Der Städtetag diskutierte mit Staatssekretär Braun über Energiesparmaßnahmen im Kulturbereich, Green Culture und Nachhaltigkeit; außerdem über Förderprogramme des Landes und über das Publikumsverhalten, weil Besucher nach den Corona-Einschränkungen teilweise nicht zurückkehren. „Die Zusammenarbeit zwischen Land und Kommunen ist zentral, unser gemeinsames Ziel muss es sein, die Einrichtungen von Kunst und Kultur in der aktuellen Krise zu erhalten, zu stärken und zukunftsfest zu machen“, sagte der Staatssekretär. „Ich bin fest davon überzeugt, dass die Kommunen auch in schwieriger Haushaltslage ihrer Verantwortung gerecht werden, sowie es das Land auch macht. Kunst und Kultur ist für den Zusammenhalt der Gesellschaft in dieser Zeit von größter Bedeutung, und ich bin optimistisch, dass wir gemeinsam mit den Kulturtreibenden kreative Ideen entwickeln, um gut durch den Winter zu kommen.“

Der Städtetag richtete das Anliegen an das Land, Kulturförderprogramme des Landes mehr als bislang für die Kommunen zu öffnen, um damit die örtliche Kulturszene zu stabilisieren und zu stärken. Die Ausschussvorsitzende, Bürgermeisterin Iris Mann, auf deren Einladung der Ausschuss in Ulm tagte, betonte: „Kunst und Kultur sind auch weiterhin als Identifikationsanker vor Ort sowie für die Entwicklung von Kreativität, die Ausbildung einer Wertebasis sowie den gesellschaftlichen Diskurs und Zusammenhalt von großer Bedeutung. Daher würden wir uns sehr wünschen, dass das Land Baden-Württemberg mit uns gemeinsam das Nicht-Besucher-Verhalten analysiert, um zu sehen, an welchen Stellschrauben wir ansetzen können, um wieder mehr Menschen mit kulturellen Angeboten in Kontakt zu bringen.“

Der Ausschuss befasste sich auch mit Schulthemen. Grundschulkinder im Land werden ab dem Schuljahr 2026/27, beginnend mit der Klassenstufe 1, einen Rechtsanspruch auf Ganztagsangebote an Werktagen über acht Zeitstunden in 48 der 52 Jahreswochen haben. Dieser Anspruch wird in den Folgejahren sukzessive auf andere Klassen erweitert. Ab Schuljahr 2029/30 werden alle circa 430.000 Grundschulkinder im Land anspruchsberechtigt sein. „Es steht nicht nur ein soziales Anliegen dahinter, sondern auch ein wirtschaftliches. Ende des Jahrzehnts gehen die Babyboomer-Jahrgänge in Rente, dann wird sich der Fachkräftemangel dadurch dramatisch verschärfen. Wer arbeiten will, soll deswegen nicht auf Familie verzichten müssen. Mehr Betreuung verlässlich anzubieten macht für die Eltern, für die Wirtschaft und für die Gesellschaft Sinn. Für die Kommunen bedeutet er aber eine enorme Herausforderung“, so Ralf Broß. Der Ausschuss habe sich mit einem großen Bündel an Maßnahmen befasst, die dafür landesseitig erforderlich seien und dränge auf eine baldige Verabschiedung der Rahmenbedingungen, auf denen die Ganztagsangebote realisiert werden können. Unverzichtbar sei auch die ausreichende Mitfinanzierung der Angebote durch das Land.

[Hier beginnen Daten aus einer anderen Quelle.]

//! # idstore-core
//!
//! Core types for the idstore identity storage providers.
//!
//! This crate defines the identity records persisted by the storage
//! backends (users, roles, claims, external logins), identifier
//! generation and validation, and the lookup-key folding rules shared
//! by every backend. It contains no I/O.
//!
//! ## Overview
//!
//! - [`User`] / [`Role`] / [`Claim`] / [`Login`] — plain-data records
//!   exchanged with the host membership framework. The host owns all
//!   higher-level policy (password hashing, lockout thresholds, token
//!   generation); these records only carry the persisted state.
//! - [`IdCodec`] — the conversion policy between externally supplied
//!   identifier strings and the canonical form the stores persist.
//! - [`normalize`] — case folding and prefix derivation for
//!   case-insensitive name/email lookup.

pub mod id;
pub mod model;
pub mod normalize;

pub use id::{IdCodec, IdError, generate_id, new_concurrency_stamp};
pub use model::{Claim, Login, Role, User};
//! Flat-file implementation of the user storage provider.

use std::sync::Arc;

use async_trait::async_trait;
use idstore_core::normalize::fold;
use idstore_core::{Claim, Login, User, new_concurrency_stamp};
use idstore_storage::user::UserStore;
use idstore_storage::{StorageError, StorageResult};
use time::OffsetDateTime;

use crate::context::{FsContext, email_key, require_names};
use crate::io::remove_optional;
use crate::lookup;
use crate::record::{ClaimRecord, LoginRecord, UserRecord};

/// Flat-file user storage provider.
///
/// One file per user under a two-character bucket; memberships, claims
/// and logins live inline in the record. Writers are serialized per
/// file; cascade behavior on delete is replicated manually by scrubbing
/// the affected lookup files.
///
/// A multi-file operation (record plus lookups) is not transactional: a
/// crash between steps can leave a stale lookup entry, which readers
/// treat as a miss. Each individual file write is atomic.
#[derive(Debug, Clone)]
pub struct FsUserStore {
    ctx: Arc<FsContext>,
}

impl FsUserStore {
    pub(crate) fn new(ctx: Arc<FsContext>) -> Self {
        Self { ctx }
    }

    async fn read_record(&self, id: &str) -> StorageResult<UserRecord> {
        self.ctx
            .load_user_record(id)
            .await?
            .ok_or_else(|| StorageError::not_found("user", id))
    }

    /// Load-modify-save of a user record under its write lock.
    async fn with_record<F>(&self, id: &str, mutate: F) -> StorageResult<()>
    where
        F: FnOnce(&mut UserRecord) + Send,
    {
        let id = self.ctx.decode_id(id)?;
        let _guard = self.ctx.locks.acquire(&FsContext::user_lock_key(&id)).await;
        let mut record = self.read_record(&id).await?;
        mutate(&mut record);
        self.ctx.save_user_record(&id, &record).await
    }

    async fn index_name(&self, folded: &str, id: &str) -> StorageResult<()> {
        let (path, lock_key) = self.ctx.name_lookup(folded);
        let _guard = self.ctx.locks.acquire(&lock_key).await;
        lookup::insert(&path, folded, id).await
    }

    async fn unindex_name(&self, folded: &str) -> StorageResult<()> {
        let (path, lock_key) = self.ctx.name_lookup(folded);
        let _guard = self.ctx.locks.acquire(&lock_key).await;
        lookup::remove(&path, folded).await
    }

    async fn index_email(&self, folded: &str, id: &str) -> StorageResult<()> {
        let (path, lock_key) = self.ctx.email_lookup(folded);
        let _guard = self.ctx.locks.acquire(&lock_key).await;
        lookup::insert(&path, folded, id).await
    }

    async fn unindex_email(&self, folded: &str) -> StorageResult<()> {
        let (path, lock_key) = self.ctx.email_lookup(folded);
        let _guard = self.ctx.locks.acquire(&lock_key).await;
        lookup::remove(&path, folded).await
    }

    async fn index_login(&self, provider: &str, provider_key: &str, id: &str) -> StorageResult<()> {
        let (path, lock_key) = self.ctx.login_lookup(provider);
        let _guard = self.ctx.locks.acquire(&lock_key).await;
        lookup::insert(&path, &FsContext::login_key(provider, provider_key), id).await
    }

    async fn unindex_login(&self, provider: &str, provider_key: &str) -> StorageResult<()> {
        let (path, lock_key) = self.ctx.login_lookup(provider);
        let _guard = self.ctx.locks.acquire(&lock_key).await;
        lookup::remove(&path, &FsContext::login_key(provider, provider_key)).await
    }

    /// Loads every user whose record satisfies the filter. Full scan.
    async fn scan_users<F>(&self, keep: F) -> StorageResult<Vec<User>>
    where
        F: Fn(&UserRecord) -> bool + Send,
    {
        let mut users = Vec::new();
        for id in self.ctx.scan_user_ids().await? {
            if let Some(record) = self.ctx.load_user_record(&id).await?
                && keep(&record)
            {
                users.push(record.to_user(&id));
            }
        }
        users.sort_by(|a, b| a.normalized_user_name.cmp(&b.normalized_user_name));
        Ok(users)
    }
}
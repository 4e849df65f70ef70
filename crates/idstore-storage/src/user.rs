//! User storage provider trait.

use async_trait::async_trait;
use idstore_core::{Claim, Login, User};
use time::OffsetDateTime;

use crate::error::StorageResult;

/// Provider for user persistence operations.
///
/// Implementations must be thread-safe and support concurrent callers;
/// coordination guarantees beyond a single operation are backend-specific
/// and documented on the implementing type.
///
/// Identifier arguments are exact and case-sensitive. Name and email
/// lookups marked *normalized* are case-insensitive: both the stored
/// value and the query argument are folded before comparison.
#[async_trait]
pub trait UserStore: Send + Sync {
    // ==================== Record CRUD ====================

    /// Creates a new user record.
    ///
    /// # Errors
    ///
    /// Returns `StorageError::AlreadyExists` if a user with the same id
    /// exists, `StorageError::InvalidInput` for malformed ids or names.
    async fn create_user(&self, user: &User) -> StorageResult<User>;

    /// Persists all mutable fields of an existing user and reassigns a
    /// fresh concurrency stamp. Returns the stored record carrying the
    /// new stamp.
    ///
    /// # Errors
    ///
    /// Returns `StorageError::NotFound` if the user doesn't exist, and
    /// `StorageError::ConcurrencyConflict` if `user.concurrency_stamp`
    /// is stale (the record changed since it was read). The caller may
    /// retry after re-reading.
    async fn update_user(&self, user: &User) -> StorageResult<User>;

    /// Deletes a user and, by cascade, all of its claims, logins and
    /// role memberships.
    ///
    /// # Errors
    ///
    /// Returns `StorageError::NotFound` if the user doesn't exist.
    async fn delete_user(&self, id: &str) -> StorageResult<()>;

    // ==================== Lookup ====================

    /// Finds a user by exact id. Returns `None` when absent.
    async fn find_by_id(&self, id: &str) -> StorageResult<Option<User>>;

    /// Finds a user by normalized user name (case-insensitive).
    ///
    /// An empty argument returns `None` without touching the backend.
    async fn find_by_normalized_username(&self, normalized: &str) -> StorageResult<Option<User>>;

    /// Finds a user by normalized email (case-insensitive).
    async fn find_by_normalized_email(&self, normalized: &str) -> StorageResult<Option<User>>;

    /// Finds the user owning the external login (provider, provider key).
    async fn find_by_login(&self, provider: &str, provider_key: &str)
    -> StorageResult<Option<User>>;

    // ==================== Scalar attributes ====================
    //
    // Each getter reads, and each setter persists, a single attribute of
    // the stored record; an operation against a missing user fails with
    // `StorageError::NotFound`. Setters do not disturb the concurrency
    // stamp; only `update_user` reassigns it.

    /// Returns the user's display name, or `None` when no such user
    /// exists (name reads are lookups, not attribute reads).
    async fn user_name(&self, id: &str) -> StorageResult<Option<String>>;

    /// Sets the user's display name. The caller is responsible for
    /// keeping the normalized name in sync via `set_normalized_user_name`.
    async fn set_user_name(&self, id: &str, user_name: &str) -> StorageResult<()>;

    /// Sets the user's normalized name, re-keying case-insensitive lookup.
    async fn set_normalized_user_name(&self, id: &str, normalized: &str) -> StorageResult<()>;

    /// Returns the password hash, if one is set.
    async fn password_hash(&self, id: &str) -> StorageResult<Option<String>>;

    /// Sets or clears the password hash.
    async fn set_password_hash(&self, id: &str, hash: Option<&str>) -> StorageResult<()>;

    /// Returns the security stamp, if one is set.
    async fn security_stamp(&self, id: &str) -> StorageResult<Option<String>>;

    /// Sets the security stamp.
    async fn set_security_stamp(&self, id: &str, stamp: &str) -> StorageResult<()>;

    /// Returns the email address, if any.
    async fn email(&self, id: &str) -> StorageResult<Option<String>>;

    /// Sets or clears the email address. The caller is responsible for
    /// keeping the normalized email in sync via `set_normalized_email`.
    async fn set_email(&self, id: &str, email: Option<&str>) -> StorageResult<()>;

    /// Sets or clears the normalized email, re-keying case-insensitive
    /// lookup.
    async fn set_normalized_email(&self, id: &str, normalized: Option<&str>) -> StorageResult<()>;

    /// Returns whether the email address is confirmed.
    async fn email_confirmed(&self, id: &str) -> StorageResult<bool>;

    /// Sets the email-confirmed flag.
    async fn set_email_confirmed(&self, id: &str, confirmed: bool) -> StorageResult<()>;

    /// Returns the phone number, if any.
    async fn phone_number(&self, id: &str) -> StorageResult<Option<String>>;

    /// Sets or clears the phone number.
    async fn set_phone_number(&self, id: &str, phone: Option<&str>) -> StorageResult<()>;

    /// Returns whether the phone number is confirmed.
    async fn phone_number_confirmed(&self, id: &str) -> StorageResult<bool>;

    /// Sets the phone-confirmed flag.
    async fn set_phone_number_confirmed(&self, id: &str, confirmed: bool) -> StorageResult<()>;

    /// Returns whether two-factor authentication is enabled.
    async fn two_factor_enabled(&self, id: &str) -> StorageResult<bool>;

    /// Sets the two-factor flag.
    async fn set_two_factor_enabled(&self, id: &str, enabled: bool) -> StorageResult<()>;

    /// Returns the end of the current lockout window, if locked out.
    async fn lockout_end(&self, id: &str) -> StorageResult<Option<OffsetDateTime>>;

    /// Sets or clears the lockout end timestamp.
    async fn set_lockout_end(&self, id: &str, end: Option<OffsetDateTime>) -> StorageResult<()>;

    /// Returns whether lockout is enabled for this user.
    async fn lockout_enabled(&self, id: &str) -> StorageResult<bool>;

    /// Sets the lockout-enabled flag.
    async fn set_lockout_enabled(&self, id: &str, enabled: bool) -> StorageResult<()>;

    /// Returns the failed-access counter.
    async fn access_failed_count(&self, id: &str) -> StorageResult<i32>;

    /// Increments the failed-access counter and returns the new value.
    async fn increment_access_failed_count(&self, id: &str) -> StorageResult<i32>;

    /// Resets the failed-access counter to zero.
    async fn reset_access_failed_count(&self, id: &str) -> StorageResult<()>;

    // ==================== Role membership ====================

    /// Adds the user to the role with the given name (normalized,
    /// case-insensitive).
    ///
    /// # Errors
    ///
    /// Returns `StorageError::NotFound` if either the user or the role
    /// doesn't exist. Adding an existing membership is a no-op.
    async fn add_to_role(&self, user_id: &str, role_name: &str) -> StorageResult<()>;

    /// Removes the user from the named role. Removing a membership that
    /// doesn't exist is a no-op.
    async fn remove_from_role(&self, user_id: &str, role_name: &str) -> StorageResult<()>;

    /// Lists the names of the roles the user belongs to.
    async fn role_names_for_user(&self, user_id: &str) -> StorageResult<Vec<String>>;

    /// Returns whether the user belongs to the named role.
    async fn is_in_role(&self, user_id: &str, role_name: &str) -> StorageResult<bool>;

    /// Lists all users in the named role.
    async fn users_in_role(&self, role_name: &str) -> StorageResult<Vec<User>>;

    // ==================== Claims ====================

    /// Lists the user's claims.
    async fn claims_for_user(&self, user_id: &str) -> StorageResult<Vec<Claim>>;

    /// Adds claims to the user. Duplicate (type, value) pairs are
    /// permitted.
    async fn add_claims(&self, user_id: &str, claims: &[Claim]) -> StorageResult<()>;

    /// Replaces every claim matching `claim` with `new_claim`.
    async fn replace_claim(
        &self,
        user_id: &str,
        claim: &Claim,
        new_claim: &Claim,
    ) -> StorageResult<()>;

    /// Removes every claim matching one of the given (type, value) pairs.
    async fn remove_claims(&self, user_id: &str, claims: &[Claim]) -> StorageResult<()>;

    /// Lists all users holding the given claim.
    async fn users_for_claim(&self, claim: &Claim) -> StorageResult<Vec<User>>;

    // ==================== External logins ====================

    /// Adds an external login to the user.
    ///
    /// # Errors
    ///
    /// Returns `StorageError::AlreadyExists` if the (provider, key) pair
    /// is already recorded for this user.
    async fn add_login(&self, user_id: &str, login: &Login) -> StorageResult<()>;

    /// Removes the login identified by (provider, provider key).
    /// Removing an absent login is a no-op.
    async fn remove_login(
        &self,
        user_id: &str,
        provider: &str,
        provider_key: &str,
    ) -> StorageResult<()>;

    /// Lists the user's external logins.
    async fn logins_for_user(&self, user_id: &str) -> StorageResult<Vec<Login>>;
}

#[cfg(test)]
mod tests {
    use super::*;

    // Compile-time check that UserStore is object-safe.
    fn _assert_object_safe(_: &dyn UserStore) {}
}
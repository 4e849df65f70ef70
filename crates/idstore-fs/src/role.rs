//! Flat-file implementation of the role storage provider.

use std::sync::Arc;

use async_trait::async_trait;
use idstore_core::normalize::fold;
use idstore_core::{Claim, Role, new_concurrency_stamp};
use idstore_storage::role::RoleStore;
use idstore_storage::{StorageError, StorageResult};

use crate::context::FsContext;
use crate::io::remove_optional;
use crate::lookup;
use crate::record::{ClaimRecord, RoleRecord};

/// Flat-file role storage provider.
///
/// One file per role under `roles/`, with a `roles-by-name` lookup for
/// case-insensitive name resolution. Deleting a role scrubs its id from
/// every user record, replicating the relational backend's cascade.
#[derive(Debug, Clone)]
pub struct FsRoleStore {
    ctx: Arc<FsContext>,
}

impl FsRoleStore {
    pub(crate) fn new(ctx: Arc<FsContext>) -> Self {
        Self { ctx }
    }

    async fn read_record(&self, id: &str) -> StorageResult<RoleRecord> {
        self.ctx
            .load_role_record(id)
            .await?
            .ok_or_else(|| StorageError::not_found("role", id))
    }

    async fn index_name(&self, folded: &str, id: &str) -> StorageResult<()> {
        let (path, lock_key) = self.ctx.role_lookup(folded);
        let _guard = self.ctx.locks.acquire(&lock_key).await;
        lookup::insert(&path, folded, id).await
    }

    async fn unindex_name(&self, folded: &str) -> StorageResult<()> {
        let (path, lock_key) = self.ctx.role_lookup(folded);
        let _guard = self.ctx.locks.acquire(&lock_key).await;
        lookup::remove(&path, folded).await
    }

    /// Removes the role id from every user record that references it.
    async fn scrub_memberships(&self, role_id: &str) -> StorageResult<()> {
        for user_id in self.ctx.scan_user_ids().await? {
            let references = self
                .ctx
                .load_user_record(&user_id)
                .await?
                .is_some_and(|record| record.role_ids.iter().any(|id| id == role_id));
            if !references {
                continue;
            }

            // Re-read under the user's write lock; the unlocked peek
            // only avoids locking the whole tree.
            let _guard = self
                .ctx
                .locks
                .acquire(&FsContext::user_lock_key(&user_id))
                .await;
            if let Some(mut record) = self.ctx.load_user_record(&user_id).await? {
                let before = record.role_ids.len();
                record.role_ids.retain(|id| id != role_id);
                if record.role_ids.len() != before {
                    self.ctx.save_user_record(&user_id, &record).await?;
                }
            }
        }
        Ok(())
    }
}

#[async_trait]
impl RoleStore for FsRoleStore {
    async fn create_role(&self, role: &Role) -> StorageResult<Role> {
        let id = self.ctx.decode_id(&role.id)?;
        if role.name.is_empty() || role.normalized_name.is_empty() {
            return Err(StorageError::invalid_input(
                "role name and normalized name are required",
            ));
        }
        let name_key = fold(&role.normalized_name);
        lookup::ensure_line_safe(&name_key)?;

        let mut stored = role.clone();
        stored.id = id.clone();
        if stored.concurrency_stamp.is_empty() {
            stored.concurrency_stamp = new_concurrency_stamp();
        }

        {
            let _guard = self.ctx.locks.acquire(&FsContext::role_lock_key(&id)).await;
            if self.ctx.load_role_record(&id).await?.is_some() {
                return Err(StorageError::already_exists("role", &id));
            }
            self.ctx
                .save_role_record(&id, &RoleRecord::from_role(&stored))
                .await?;
        }

        self.index_name(&name_key, &id).await?;
        Ok(stored)
    }

    async fn update_role(&self, role: &Role) -> StorageResult<Role> {
        let id = self.ctx.decode_id(&role.id)?;
        if role.name.is_empty() || role.normalized_name.is_empty() {
            return Err(StorageError::invalid_input(
                "role name and normalized name are required",
            ));
        }
        let new_key = fold(&role.normalized_name);
        lookup::ensure_line_safe(&new_key)?;

        let mut stored = role.clone();
        stored.id = id.clone();
        stored.concurrency_stamp = new_concurrency_stamp();

        let old_key = {
            let _guard = self.ctx.locks.acquire(&FsContext::role_lock_key(&id)).await;
            let mut record = self.read_record(&id).await?;
            if let Some(current) = &record.concurrency_stamp
                && current != &role.concurrency_stamp
            {
                return Err(StorageError::concurrency_conflict("role", &id));
            }

            let old_key = record.normalized_name.as_deref().map(fold);
            record.apply_role(&stored);
            self.ctx.save_role_record(&id, &record).await?;
            old_key
        };

        if old_key.as_deref() != Some(new_key.as_str()) {
            if let Some(old) = old_key {
                self.unindex_name(&old).await?;
            }
            self.index_name(&new_key, &id).await?;
        }

        Ok(stored)
    }

    async fn delete_role(&self, id: &str) -> StorageResult<()> {
        let id = self.ctx.decode_id(id)?;

        let record = {
            let _guard = self.ctx.locks.acquire(&FsContext::role_lock_key(&id)).await;
            let record = self.read_record(&id).await?;
            remove_optional(&self.ctx.role_path(&id)).await?;
            record
        };

        if let Some(name) = record.normalized_name.as_deref() {
            self.unindex_name(&fold(name)).await?;
        }
        self.scrub_memberships(&id).await?;

        Ok(())
    }

    async fn find_by_id(&self, id: &str) -> StorageResult<Option<Role>> {
        let id = self.ctx.decode_id(id)?;
        Ok(self
            .ctx
            .load_role_record(&id)
            .await?
            .map(|record| record.to_role(&id)))
    }

    async fn find_by_normalized_name(&self, normalized: &str) -> StorageResult<Option<Role>> {
        if normalized.is_empty() {
            return Ok(None);
        }
        match self.ctx.resolve_role_id(normalized).await? {
            Some(id) => self.find_by_id(&id).await,
            None => Ok(None),
        }
    }

    async fn role_name(&self, id: &str) -> StorageResult<Option<String>> {
        let id = self.ctx.decode_id(id)?;
        Ok(self
            .ctx
            .load_role_record(&id)
            .await?
            .and_then(|record| record.name))
    }

    async fn claims_for_role(&self, role_id: &str) -> StorageResult<Vec<Claim>> {
        let role_id = self.ctx.decode_id(role_id)?;
        Ok(self
            .ctx
            .load_role_record(&role_id)
            .await?
            .map(|record| record.claims.iter().map(ClaimRecord::to_claim).collect())
            .unwrap_or_default())
    }

    async fn add_claim(&self, role_id: &str, claim: &Claim) -> StorageResult<()> {
        let role_id = self.ctx.decode_id(role_id)?;
        let _guard = self
            .ctx
            .locks
            .acquire(&FsContext::role_lock_key(&role_id))
            .await;
        let mut record = self.read_record(&role_id).await?;
        record.claims.push(ClaimRecord::from(claim));
        self.ctx.save_role_record(&role_id, &record).await
    }

    async fn remove_claim(&self, role_id: &str, claim: &Claim) -> StorageResult<()> {
        let role_id = self.ctx.decode_id(role_id)?;
        let _guard = self
            .ctx
            .locks
            .acquire(&FsContext::role_lock_key(&role_id))
            .await;
        let mut record = self.read_record(&role_id).await?;
        let before = record.claims.len();
        record.claims.retain(|entry| !entry.matches(claim));
        if record.claims.len() != before {
            self.ctx.save_role_record(&role_id, &record).await?;
        }
        Ok(())
    }
}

Modernen digitalen Unterricht können Lehrkräfte in den Schulen nur erteilen, wenn sie über digitale Geräte verfügen. Bislang ist die Lehrkräfteausstattung mit Geräten allerdings nicht geregelt und nur bis Ende 2022 über eine Corona-Sonderförderung des Bundes finanziert. „Das Land ist Arbeitgeber von circa 133.000 Lehrkräften an Schulen. Es muss daher auch deren digitale Ausstattung dauerhaft finanzieren. Der digitale Schwung an den Schulen durch die Corona-Pandemie darf nicht erlahmen. Deshalb appellieren wir an das Land, diese Finanzierungsfrage bald zu lösen“, so Broß in Ulm.